-- Your objective --
Transcribe each record exactly. Include every one.

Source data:
• • • • • • •

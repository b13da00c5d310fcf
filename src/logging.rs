//! Structured logging setup built on `tracing-subscriber`.
//!
//! `DISKMAP_LOG` takes precedence over the configured level. The TUI owns the
//! terminal, so it logs to a file or not at all.

use std::path::{Path, PathBuf};
use std::sync::Mutex;

use tracing_subscriber::{fmt, layer::SubscriberExt, util::SubscriberInitExt, EnvFilter, Registry};

use crate::config::LoggingConfig;
use crate::error::{Error, Result};

pub const LOG_ENV: &str = "DISKMAP_LOG";

#[derive(Debug, Clone, PartialEq, Eq)]
pub enum LogTarget {
    Stderr,
    File(PathBuf),
    Off,
}

impl LogTarget {
    /// Target for an interactive session: the configured file, else nothing.
    pub fn for_terminal_ui(config: &LoggingConfig) -> Self {
        match &config.file {
            Some(path) if !path.as_os_str().is_empty() => Self::File(path.clone()),
            _ => Self::Off,
        }
    }
}

pub fn init_logging(config: &LoggingConfig, target: LogTarget) -> Result<()> {
    let filter = build_env_filter(config)?;

    match target {
        LogTarget::Off => {
            Registry::default()
                .with(EnvFilter::new("off"))
                .with(fmt::layer().with_writer(std::io::sink))
                .init();
        }
        LogTarget::Stderr => {
            Registry::default()
                .with(filter)
                .with(
                    fmt::layer()
                        .with_target(true)
                        .with_writer(std::io::stderr),
                )
                .init();
        }
        LogTarget::File(path) => {
            let file = open_log_file(&path)?;
            Registry::default()
                .with(filter)
                .with(
                    fmt::layer()
                        .with_target(true)
                        .with_ansi(false)
                        .with_writer(Mutex::new(file)),
                )
                .init();
        }
    }

    Ok(())
}

fn build_env_filter(config: &LoggingConfig) -> Result<EnvFilter> {
    if let Ok(filter) = EnvFilter::try_from_env(LOG_ENV) {
        return Ok(filter);
    }

    EnvFilter::try_new(&config.level).map_err(|e| Error::LogFilter(format!("{}: {}", config.level, e)))
}

fn open_log_file(path: &Path) -> Result<std::fs::File> {
    if let Some(parent) = path.parent() {
        if !parent.as_os_str().is_empty() {
            std::fs::create_dir_all(parent)?;
        }
    }
    Ok(std::fs::OpenOptions::new()
        .create(true)
        .append(true)
        .open(path)?)
}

• • • • • • •

-- Task result --
repository b13da00c5d310fcf
filename src/logging.rs
//! Structured logging setup built on `tracing-subscriber`.
//!
//! `DISKMAP_LOG` takes precedence over the configured level. The TUI owns the
//! terminal, so it logs to a file or not at all.

use std::path::{Path, PathBuf};
use std::sync::Mutex;

use tracing_subscriber::{fmt, layer::SubscriberExt, util::SubscriberInitExt, EnvFilter, Registry};

use crate::config::LoggingConfig;
use crate::error::{Error, Result};

pub const LOG_ENV: &str = "DISKMAP_LOG";

#[derive(Debug, Clone, PartialEq, Eq)]
pub enum LogTarget {
    Stderr,
    File(PathBuf),
    Off,
}

impl LogTarget {
    /// Target for an interactive session: the configured file, else nothing.
    pub fn for_terminal_ui(config: &LoggingConfig) -> Self {
        match &config.file {
            Some(path) if !path.as_os_str().is_empty() => Self::File(path.clone()),
            _ => Self::Off,
        }
    }
}

pub fn init_logging(config: &LoggingConfig, target: LogTarget) -> Result<()> {
    let filter = build_env_filter(config)?;

    match target {
        LogTarget::Off => {
            Registry::default()
                .with(EnvFilter::new("off"))
                .with(fmt::layer().with_writer(std::io::sink))
                .init();
        }
        LogTarget::Stderr => {
            Registry::default()
                .with(filter)
                .with(
                    fmt::layer()
                        .with_target(true)
                        .with_writer(std::io::stderr),
                )
                .init();
        }
        LogTarget::File(path) => {
            let file = open_log_file(&path)?;
            Registry::default()
                .with(filter)
                .with(
                    fmt::layer()
                        .with_target(true)
                        .with_ansi(false)
                        .with_writer(Mutex::new(file)),
                )
                .init();
        }
    }

    Ok(())
}

fn build_env_filter(config: &LoggingConfig) -> Result<EnvFilter> {
    if let Ok(filter) = EnvFilter::try_from_env(LOG_ENV) {
        return Ok(filter);
    }

    EnvFilter::try_new(&config.level).map_err(|e| Error::LogFilter(format!("{}: {}", config.level, e)))
}

fn open_log_file(path: &Path) -> Result<std::fs::File> {
    if let Some(parent) = path.parent() {
        if !parent.as_os_str().is_empty() {
            std::fs::create_dir_all(parent)?;
        }
    }
    Ok(std::fs::OpenOptions::new()
        .create(true)
        .append(true)
        .open(path)?)
}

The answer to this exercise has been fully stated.